# To do
Copy every line from the data below in which the string "NatsConnector" can be found.

# Given entries
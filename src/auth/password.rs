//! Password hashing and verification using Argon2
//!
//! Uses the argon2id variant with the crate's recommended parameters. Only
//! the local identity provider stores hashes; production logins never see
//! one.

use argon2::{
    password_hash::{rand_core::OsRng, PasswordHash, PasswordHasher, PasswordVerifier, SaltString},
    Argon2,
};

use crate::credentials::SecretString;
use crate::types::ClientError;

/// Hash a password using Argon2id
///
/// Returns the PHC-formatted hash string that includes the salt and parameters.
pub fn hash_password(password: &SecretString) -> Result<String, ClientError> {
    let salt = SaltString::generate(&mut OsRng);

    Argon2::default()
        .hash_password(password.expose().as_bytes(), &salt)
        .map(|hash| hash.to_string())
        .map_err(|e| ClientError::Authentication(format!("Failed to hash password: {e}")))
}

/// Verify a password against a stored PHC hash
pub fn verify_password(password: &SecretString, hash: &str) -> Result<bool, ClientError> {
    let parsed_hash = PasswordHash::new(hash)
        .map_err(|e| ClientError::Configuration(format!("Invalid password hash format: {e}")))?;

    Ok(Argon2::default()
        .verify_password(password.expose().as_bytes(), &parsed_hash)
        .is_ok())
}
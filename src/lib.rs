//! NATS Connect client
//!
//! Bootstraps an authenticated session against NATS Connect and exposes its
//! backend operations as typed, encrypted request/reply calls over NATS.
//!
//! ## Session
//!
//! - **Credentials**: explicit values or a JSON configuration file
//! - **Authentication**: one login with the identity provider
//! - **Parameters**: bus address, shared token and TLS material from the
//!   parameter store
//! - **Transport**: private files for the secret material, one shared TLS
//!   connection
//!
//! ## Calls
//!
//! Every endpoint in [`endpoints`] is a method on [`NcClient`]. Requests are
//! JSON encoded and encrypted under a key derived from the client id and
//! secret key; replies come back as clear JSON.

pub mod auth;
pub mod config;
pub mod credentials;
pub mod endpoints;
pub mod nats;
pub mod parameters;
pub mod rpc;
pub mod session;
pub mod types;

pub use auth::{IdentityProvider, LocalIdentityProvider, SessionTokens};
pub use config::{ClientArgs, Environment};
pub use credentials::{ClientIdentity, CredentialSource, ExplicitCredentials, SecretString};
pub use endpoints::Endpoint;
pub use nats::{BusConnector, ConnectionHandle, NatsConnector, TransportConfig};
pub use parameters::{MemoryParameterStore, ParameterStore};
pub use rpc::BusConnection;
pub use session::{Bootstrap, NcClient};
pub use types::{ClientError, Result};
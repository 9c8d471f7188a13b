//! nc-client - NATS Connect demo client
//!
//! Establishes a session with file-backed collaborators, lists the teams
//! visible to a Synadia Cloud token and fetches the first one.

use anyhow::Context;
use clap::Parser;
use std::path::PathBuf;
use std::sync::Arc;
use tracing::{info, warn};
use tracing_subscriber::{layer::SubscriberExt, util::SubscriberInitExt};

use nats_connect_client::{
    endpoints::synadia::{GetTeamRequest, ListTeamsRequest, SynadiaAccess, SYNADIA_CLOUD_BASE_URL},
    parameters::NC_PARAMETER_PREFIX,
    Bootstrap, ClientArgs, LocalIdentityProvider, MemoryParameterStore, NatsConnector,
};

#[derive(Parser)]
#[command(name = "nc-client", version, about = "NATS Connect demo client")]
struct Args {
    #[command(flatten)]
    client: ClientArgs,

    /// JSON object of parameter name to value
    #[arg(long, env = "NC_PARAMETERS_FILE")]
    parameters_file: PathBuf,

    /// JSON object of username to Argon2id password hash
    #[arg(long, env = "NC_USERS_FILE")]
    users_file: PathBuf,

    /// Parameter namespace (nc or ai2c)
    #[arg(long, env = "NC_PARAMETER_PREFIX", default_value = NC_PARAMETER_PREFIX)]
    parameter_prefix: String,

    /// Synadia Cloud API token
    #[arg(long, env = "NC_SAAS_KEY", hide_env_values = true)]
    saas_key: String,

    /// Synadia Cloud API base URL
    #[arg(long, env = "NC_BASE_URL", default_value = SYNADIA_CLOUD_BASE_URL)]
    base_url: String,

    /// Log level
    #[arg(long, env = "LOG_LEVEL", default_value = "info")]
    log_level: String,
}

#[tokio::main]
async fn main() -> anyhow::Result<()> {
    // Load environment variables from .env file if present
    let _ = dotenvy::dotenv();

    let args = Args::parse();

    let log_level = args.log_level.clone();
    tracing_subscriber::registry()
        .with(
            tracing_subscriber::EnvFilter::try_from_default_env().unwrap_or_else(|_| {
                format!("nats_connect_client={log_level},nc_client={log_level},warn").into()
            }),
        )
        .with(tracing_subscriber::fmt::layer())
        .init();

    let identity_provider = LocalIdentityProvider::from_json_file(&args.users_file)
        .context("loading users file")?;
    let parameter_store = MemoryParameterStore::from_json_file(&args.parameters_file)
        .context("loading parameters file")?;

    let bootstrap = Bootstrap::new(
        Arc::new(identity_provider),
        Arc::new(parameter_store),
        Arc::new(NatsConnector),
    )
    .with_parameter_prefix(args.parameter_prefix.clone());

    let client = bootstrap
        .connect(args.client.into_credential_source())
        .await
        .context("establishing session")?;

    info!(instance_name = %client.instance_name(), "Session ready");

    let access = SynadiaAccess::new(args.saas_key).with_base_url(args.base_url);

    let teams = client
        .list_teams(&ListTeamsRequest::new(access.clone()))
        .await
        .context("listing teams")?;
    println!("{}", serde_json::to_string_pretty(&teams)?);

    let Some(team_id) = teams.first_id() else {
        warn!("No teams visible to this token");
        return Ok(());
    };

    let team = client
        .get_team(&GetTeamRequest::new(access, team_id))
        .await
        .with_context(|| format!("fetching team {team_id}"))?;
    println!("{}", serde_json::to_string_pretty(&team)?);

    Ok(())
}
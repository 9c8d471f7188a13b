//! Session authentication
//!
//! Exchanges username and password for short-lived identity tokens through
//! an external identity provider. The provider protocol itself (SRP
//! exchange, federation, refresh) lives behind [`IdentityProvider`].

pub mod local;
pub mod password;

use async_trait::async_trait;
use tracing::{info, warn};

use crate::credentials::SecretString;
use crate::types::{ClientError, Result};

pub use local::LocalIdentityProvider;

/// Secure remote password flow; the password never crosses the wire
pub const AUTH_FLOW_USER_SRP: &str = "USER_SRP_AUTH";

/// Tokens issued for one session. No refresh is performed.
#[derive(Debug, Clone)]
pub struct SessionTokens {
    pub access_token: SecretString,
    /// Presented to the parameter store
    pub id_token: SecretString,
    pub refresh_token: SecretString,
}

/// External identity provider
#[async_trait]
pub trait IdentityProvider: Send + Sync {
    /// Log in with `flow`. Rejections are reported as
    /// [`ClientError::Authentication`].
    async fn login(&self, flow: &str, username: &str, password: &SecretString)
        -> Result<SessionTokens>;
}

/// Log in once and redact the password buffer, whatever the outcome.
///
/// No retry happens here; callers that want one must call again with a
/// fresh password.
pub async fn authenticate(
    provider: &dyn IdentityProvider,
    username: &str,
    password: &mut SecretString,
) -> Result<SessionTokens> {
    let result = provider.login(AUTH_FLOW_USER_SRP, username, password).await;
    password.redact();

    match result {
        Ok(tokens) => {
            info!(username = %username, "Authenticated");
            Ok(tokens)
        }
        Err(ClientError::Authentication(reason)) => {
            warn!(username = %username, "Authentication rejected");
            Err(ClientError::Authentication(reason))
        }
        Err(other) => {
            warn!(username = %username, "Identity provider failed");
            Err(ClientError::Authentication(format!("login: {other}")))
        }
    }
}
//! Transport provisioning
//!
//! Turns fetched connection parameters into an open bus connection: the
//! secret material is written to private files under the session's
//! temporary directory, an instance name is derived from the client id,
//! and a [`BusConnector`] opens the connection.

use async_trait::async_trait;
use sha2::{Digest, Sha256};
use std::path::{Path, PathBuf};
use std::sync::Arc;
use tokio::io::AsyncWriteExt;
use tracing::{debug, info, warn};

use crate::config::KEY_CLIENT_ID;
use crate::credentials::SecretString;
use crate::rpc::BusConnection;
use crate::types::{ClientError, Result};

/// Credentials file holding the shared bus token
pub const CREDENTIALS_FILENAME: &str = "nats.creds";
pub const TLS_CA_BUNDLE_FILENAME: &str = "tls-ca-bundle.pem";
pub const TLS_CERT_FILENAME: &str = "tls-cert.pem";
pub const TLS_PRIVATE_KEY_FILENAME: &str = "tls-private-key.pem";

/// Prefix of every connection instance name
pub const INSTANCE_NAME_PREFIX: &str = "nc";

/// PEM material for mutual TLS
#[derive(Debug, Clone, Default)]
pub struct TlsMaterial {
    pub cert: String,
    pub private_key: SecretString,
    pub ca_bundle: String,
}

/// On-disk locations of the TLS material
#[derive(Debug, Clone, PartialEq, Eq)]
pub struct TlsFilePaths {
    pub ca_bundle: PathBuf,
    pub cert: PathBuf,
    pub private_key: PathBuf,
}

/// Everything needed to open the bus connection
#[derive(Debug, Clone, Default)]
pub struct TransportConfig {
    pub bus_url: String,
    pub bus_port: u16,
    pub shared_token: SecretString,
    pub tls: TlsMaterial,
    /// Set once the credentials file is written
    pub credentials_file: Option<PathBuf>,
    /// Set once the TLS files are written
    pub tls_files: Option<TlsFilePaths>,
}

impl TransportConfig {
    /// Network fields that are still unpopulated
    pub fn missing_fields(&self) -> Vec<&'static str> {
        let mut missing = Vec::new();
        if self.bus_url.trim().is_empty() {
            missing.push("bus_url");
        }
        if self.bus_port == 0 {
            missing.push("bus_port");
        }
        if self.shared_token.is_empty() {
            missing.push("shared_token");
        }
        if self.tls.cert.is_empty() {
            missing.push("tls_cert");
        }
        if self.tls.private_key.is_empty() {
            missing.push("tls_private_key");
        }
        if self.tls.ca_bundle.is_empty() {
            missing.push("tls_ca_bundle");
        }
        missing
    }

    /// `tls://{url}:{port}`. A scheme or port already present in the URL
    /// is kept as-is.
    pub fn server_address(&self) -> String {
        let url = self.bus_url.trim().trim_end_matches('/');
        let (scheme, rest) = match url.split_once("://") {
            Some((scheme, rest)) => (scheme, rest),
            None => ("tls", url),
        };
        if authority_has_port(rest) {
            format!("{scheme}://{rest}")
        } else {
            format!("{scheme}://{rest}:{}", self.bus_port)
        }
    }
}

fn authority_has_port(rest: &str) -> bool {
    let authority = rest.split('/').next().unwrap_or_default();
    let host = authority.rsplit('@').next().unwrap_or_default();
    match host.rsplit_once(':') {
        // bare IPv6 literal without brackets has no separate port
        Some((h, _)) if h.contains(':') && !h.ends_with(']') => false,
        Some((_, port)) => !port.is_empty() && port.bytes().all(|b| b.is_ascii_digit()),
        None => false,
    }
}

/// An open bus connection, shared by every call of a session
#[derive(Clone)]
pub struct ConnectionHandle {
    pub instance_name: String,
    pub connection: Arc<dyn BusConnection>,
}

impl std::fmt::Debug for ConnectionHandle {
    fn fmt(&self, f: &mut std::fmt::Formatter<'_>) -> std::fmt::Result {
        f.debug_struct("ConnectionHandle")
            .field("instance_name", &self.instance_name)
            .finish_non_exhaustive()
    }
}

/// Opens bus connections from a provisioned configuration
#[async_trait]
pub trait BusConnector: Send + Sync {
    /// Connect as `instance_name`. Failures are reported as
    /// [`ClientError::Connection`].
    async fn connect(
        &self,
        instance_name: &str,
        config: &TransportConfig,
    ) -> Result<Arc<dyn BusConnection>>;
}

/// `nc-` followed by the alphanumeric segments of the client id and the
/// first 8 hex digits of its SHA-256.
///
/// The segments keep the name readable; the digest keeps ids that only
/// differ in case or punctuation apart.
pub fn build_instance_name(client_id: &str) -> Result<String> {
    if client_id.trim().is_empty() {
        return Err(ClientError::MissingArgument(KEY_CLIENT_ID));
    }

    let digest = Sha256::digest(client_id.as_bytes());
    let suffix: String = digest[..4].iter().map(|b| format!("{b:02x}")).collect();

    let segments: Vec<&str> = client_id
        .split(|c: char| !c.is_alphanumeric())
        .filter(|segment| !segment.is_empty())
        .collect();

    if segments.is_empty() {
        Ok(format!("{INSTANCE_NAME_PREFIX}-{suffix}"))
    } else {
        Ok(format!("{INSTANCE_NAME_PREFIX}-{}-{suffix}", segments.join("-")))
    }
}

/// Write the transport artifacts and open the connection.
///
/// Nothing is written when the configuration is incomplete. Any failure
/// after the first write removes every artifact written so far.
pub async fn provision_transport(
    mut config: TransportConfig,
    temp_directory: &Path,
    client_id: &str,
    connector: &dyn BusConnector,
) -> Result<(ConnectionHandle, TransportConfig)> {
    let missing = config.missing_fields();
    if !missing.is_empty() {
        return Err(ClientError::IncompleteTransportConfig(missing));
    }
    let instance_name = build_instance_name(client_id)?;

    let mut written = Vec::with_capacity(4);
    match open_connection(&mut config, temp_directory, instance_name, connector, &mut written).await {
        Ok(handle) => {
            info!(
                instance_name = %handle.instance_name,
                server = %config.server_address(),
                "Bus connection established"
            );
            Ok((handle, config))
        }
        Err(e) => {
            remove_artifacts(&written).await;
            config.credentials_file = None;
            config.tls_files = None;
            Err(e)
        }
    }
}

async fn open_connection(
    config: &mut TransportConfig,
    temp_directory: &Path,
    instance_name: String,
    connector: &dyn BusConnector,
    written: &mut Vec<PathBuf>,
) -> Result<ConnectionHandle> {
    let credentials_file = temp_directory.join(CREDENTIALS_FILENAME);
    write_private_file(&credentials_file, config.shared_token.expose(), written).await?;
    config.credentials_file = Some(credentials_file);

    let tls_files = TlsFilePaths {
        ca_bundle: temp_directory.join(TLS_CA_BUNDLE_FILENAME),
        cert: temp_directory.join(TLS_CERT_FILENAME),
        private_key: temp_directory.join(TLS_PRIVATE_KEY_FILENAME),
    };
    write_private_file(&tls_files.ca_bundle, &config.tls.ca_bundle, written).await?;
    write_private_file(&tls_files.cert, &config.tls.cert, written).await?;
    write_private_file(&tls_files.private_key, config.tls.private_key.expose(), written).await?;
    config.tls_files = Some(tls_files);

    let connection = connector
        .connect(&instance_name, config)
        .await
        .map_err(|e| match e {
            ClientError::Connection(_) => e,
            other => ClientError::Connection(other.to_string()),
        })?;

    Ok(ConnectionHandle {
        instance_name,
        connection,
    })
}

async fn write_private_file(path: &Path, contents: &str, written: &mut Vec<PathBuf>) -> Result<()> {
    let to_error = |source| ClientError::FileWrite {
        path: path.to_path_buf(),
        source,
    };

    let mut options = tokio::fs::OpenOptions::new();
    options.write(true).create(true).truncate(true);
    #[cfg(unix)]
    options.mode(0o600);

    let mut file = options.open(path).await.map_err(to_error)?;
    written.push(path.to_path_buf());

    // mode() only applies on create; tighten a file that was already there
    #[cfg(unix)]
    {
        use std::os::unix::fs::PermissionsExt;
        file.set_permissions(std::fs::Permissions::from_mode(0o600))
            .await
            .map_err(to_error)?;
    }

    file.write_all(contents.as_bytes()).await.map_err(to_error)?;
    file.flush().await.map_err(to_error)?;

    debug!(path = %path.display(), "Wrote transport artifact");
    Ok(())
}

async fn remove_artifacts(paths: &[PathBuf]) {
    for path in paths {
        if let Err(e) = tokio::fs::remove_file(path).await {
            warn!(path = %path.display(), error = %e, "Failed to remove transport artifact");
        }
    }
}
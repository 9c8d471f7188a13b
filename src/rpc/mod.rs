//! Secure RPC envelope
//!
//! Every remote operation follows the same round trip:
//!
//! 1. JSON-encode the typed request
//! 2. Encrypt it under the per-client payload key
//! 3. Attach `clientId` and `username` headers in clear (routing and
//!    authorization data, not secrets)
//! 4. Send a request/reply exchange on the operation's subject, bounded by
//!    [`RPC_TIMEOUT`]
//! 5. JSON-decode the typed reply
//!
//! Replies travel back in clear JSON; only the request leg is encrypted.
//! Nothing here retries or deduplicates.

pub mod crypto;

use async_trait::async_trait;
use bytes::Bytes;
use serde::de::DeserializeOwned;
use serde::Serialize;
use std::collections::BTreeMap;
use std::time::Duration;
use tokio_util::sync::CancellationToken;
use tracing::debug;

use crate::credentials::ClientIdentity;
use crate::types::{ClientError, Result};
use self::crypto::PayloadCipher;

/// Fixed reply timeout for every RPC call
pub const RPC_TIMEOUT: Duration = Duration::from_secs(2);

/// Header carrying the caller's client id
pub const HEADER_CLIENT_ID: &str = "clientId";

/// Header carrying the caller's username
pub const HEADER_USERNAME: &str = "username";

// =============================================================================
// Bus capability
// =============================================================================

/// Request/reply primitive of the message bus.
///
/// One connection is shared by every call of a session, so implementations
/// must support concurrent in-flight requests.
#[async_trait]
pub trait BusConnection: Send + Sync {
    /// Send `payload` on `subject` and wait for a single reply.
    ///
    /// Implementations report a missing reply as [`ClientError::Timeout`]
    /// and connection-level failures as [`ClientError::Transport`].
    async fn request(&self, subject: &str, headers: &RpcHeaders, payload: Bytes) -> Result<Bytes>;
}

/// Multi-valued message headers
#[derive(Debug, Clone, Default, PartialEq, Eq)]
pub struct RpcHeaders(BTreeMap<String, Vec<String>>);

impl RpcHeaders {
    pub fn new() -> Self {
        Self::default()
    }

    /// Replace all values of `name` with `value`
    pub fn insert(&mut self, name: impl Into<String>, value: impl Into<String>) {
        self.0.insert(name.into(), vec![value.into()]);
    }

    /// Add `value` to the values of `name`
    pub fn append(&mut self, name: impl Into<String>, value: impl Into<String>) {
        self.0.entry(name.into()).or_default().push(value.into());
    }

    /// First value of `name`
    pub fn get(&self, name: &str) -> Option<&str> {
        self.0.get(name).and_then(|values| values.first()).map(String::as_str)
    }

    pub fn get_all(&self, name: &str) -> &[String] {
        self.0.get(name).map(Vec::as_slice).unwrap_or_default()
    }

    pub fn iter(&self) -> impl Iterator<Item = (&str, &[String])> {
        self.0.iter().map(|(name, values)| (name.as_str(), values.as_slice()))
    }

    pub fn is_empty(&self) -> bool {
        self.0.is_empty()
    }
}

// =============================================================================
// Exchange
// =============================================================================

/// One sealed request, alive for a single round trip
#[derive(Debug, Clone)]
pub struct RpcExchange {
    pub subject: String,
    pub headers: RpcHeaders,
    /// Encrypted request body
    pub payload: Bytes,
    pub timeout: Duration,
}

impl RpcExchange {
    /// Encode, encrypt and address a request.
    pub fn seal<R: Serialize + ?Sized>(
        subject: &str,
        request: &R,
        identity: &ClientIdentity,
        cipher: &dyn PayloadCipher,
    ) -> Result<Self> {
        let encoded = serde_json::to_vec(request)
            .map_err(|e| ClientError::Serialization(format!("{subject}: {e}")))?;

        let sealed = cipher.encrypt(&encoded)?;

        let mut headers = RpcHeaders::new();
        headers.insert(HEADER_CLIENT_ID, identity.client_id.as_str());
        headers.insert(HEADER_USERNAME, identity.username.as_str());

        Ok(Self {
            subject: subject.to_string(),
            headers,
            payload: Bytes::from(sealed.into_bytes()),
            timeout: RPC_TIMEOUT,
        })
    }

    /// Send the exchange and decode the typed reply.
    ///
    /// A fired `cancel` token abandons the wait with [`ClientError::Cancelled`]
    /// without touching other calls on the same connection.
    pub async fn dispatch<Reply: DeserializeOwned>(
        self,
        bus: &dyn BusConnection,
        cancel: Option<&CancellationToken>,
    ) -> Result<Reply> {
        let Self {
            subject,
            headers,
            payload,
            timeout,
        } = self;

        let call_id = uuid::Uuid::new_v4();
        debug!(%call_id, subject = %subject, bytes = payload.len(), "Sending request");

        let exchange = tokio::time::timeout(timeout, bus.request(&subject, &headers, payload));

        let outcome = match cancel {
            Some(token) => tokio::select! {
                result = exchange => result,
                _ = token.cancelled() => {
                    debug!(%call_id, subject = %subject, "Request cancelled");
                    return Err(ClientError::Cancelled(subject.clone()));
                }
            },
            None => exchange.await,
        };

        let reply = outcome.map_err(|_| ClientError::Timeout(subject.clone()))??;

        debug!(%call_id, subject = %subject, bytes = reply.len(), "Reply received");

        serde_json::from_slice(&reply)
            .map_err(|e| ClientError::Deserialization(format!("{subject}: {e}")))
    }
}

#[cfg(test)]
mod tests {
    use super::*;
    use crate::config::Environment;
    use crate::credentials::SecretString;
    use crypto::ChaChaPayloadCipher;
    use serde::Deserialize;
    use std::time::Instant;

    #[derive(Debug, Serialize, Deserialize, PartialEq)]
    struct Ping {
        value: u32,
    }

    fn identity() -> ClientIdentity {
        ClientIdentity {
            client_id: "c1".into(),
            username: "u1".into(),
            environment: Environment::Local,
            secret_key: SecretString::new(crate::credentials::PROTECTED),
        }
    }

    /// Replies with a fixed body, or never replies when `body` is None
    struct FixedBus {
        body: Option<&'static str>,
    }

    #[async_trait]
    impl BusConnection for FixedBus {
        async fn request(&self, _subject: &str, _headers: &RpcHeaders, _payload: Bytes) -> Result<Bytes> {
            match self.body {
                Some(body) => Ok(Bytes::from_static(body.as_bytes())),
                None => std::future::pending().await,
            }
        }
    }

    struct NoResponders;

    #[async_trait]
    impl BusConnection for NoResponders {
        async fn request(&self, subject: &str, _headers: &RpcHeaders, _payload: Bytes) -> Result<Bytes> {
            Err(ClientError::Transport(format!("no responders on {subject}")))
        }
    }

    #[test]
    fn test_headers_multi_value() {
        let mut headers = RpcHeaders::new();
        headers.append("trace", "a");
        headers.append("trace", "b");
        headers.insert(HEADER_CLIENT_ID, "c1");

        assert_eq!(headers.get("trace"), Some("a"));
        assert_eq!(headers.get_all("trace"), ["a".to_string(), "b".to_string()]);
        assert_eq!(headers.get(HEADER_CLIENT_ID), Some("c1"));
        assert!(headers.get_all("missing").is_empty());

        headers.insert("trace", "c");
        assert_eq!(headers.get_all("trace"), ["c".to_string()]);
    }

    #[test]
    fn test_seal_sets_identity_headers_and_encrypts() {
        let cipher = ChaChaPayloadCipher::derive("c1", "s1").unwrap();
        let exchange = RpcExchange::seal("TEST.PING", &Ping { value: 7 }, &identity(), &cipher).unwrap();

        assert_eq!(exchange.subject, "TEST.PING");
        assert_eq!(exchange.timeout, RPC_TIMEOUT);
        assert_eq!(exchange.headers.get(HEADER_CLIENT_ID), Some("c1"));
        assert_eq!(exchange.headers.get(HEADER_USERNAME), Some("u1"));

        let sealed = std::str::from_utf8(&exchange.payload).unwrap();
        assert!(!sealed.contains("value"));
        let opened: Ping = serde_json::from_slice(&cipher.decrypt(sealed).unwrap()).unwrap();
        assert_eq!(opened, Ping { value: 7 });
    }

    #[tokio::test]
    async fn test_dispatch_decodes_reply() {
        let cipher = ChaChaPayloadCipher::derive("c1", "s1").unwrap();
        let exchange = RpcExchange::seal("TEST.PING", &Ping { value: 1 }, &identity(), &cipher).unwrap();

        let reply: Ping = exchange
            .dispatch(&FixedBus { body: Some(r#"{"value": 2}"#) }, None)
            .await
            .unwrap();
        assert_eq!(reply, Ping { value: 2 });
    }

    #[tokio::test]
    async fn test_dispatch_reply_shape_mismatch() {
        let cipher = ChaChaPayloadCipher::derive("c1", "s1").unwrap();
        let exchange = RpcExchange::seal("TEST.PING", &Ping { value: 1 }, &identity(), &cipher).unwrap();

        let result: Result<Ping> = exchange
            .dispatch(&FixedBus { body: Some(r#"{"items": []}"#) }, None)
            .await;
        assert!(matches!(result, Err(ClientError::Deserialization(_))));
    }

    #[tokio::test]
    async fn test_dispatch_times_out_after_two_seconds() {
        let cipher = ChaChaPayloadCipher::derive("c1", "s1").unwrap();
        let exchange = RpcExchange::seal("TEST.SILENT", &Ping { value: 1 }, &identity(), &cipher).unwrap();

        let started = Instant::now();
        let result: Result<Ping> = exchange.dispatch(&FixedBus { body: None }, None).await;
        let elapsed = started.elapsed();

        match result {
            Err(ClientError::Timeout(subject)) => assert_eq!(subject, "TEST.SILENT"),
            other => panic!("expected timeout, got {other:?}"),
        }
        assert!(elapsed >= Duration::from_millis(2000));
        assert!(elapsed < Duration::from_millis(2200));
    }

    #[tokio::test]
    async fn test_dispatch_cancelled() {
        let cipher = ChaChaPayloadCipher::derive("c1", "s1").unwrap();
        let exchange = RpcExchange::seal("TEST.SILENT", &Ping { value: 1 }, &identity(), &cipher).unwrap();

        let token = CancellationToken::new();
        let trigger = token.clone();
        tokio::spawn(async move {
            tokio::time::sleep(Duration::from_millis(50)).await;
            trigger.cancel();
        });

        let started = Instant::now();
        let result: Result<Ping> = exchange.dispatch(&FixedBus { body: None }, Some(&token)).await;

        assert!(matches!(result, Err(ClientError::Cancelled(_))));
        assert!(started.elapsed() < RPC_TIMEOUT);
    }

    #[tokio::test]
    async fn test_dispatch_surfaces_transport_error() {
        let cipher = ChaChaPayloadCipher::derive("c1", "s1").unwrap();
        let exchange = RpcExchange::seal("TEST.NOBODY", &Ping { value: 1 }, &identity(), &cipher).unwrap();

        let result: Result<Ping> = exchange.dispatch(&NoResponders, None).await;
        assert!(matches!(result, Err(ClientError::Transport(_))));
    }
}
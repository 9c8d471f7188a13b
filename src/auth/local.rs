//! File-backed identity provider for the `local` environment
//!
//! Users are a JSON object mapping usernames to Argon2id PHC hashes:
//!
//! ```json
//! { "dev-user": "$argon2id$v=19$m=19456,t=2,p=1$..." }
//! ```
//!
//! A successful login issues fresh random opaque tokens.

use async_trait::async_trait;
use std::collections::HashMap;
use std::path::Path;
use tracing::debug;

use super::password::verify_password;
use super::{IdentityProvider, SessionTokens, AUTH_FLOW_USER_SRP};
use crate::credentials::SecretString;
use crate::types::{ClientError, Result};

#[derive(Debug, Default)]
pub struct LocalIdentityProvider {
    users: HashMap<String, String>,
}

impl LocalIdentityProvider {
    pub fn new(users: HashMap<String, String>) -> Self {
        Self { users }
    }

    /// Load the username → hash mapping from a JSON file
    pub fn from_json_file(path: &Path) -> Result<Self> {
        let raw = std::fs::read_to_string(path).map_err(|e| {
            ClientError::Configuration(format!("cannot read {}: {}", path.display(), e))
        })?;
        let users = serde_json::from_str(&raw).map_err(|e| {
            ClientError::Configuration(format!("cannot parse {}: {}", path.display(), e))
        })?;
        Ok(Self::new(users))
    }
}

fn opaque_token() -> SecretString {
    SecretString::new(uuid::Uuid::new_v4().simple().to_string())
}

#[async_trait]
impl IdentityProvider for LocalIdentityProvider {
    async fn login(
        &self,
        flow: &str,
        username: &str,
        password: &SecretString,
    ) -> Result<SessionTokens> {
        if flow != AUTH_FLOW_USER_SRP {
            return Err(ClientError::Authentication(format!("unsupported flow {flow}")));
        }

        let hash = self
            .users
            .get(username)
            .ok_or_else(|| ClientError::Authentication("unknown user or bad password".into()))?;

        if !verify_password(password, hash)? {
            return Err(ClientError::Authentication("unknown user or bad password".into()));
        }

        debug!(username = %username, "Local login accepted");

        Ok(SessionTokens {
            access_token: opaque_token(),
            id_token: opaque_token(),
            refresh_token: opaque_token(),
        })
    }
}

# Exercise output
pub use nats::{BusConnector, ConnectionHandle, NatsConnector, TransportConfig};
    Bootstrap, ClientArgs, LocalIdentityProvider, MemoryParameterStore, NatsConnector,
        Arc::new(NatsConnector),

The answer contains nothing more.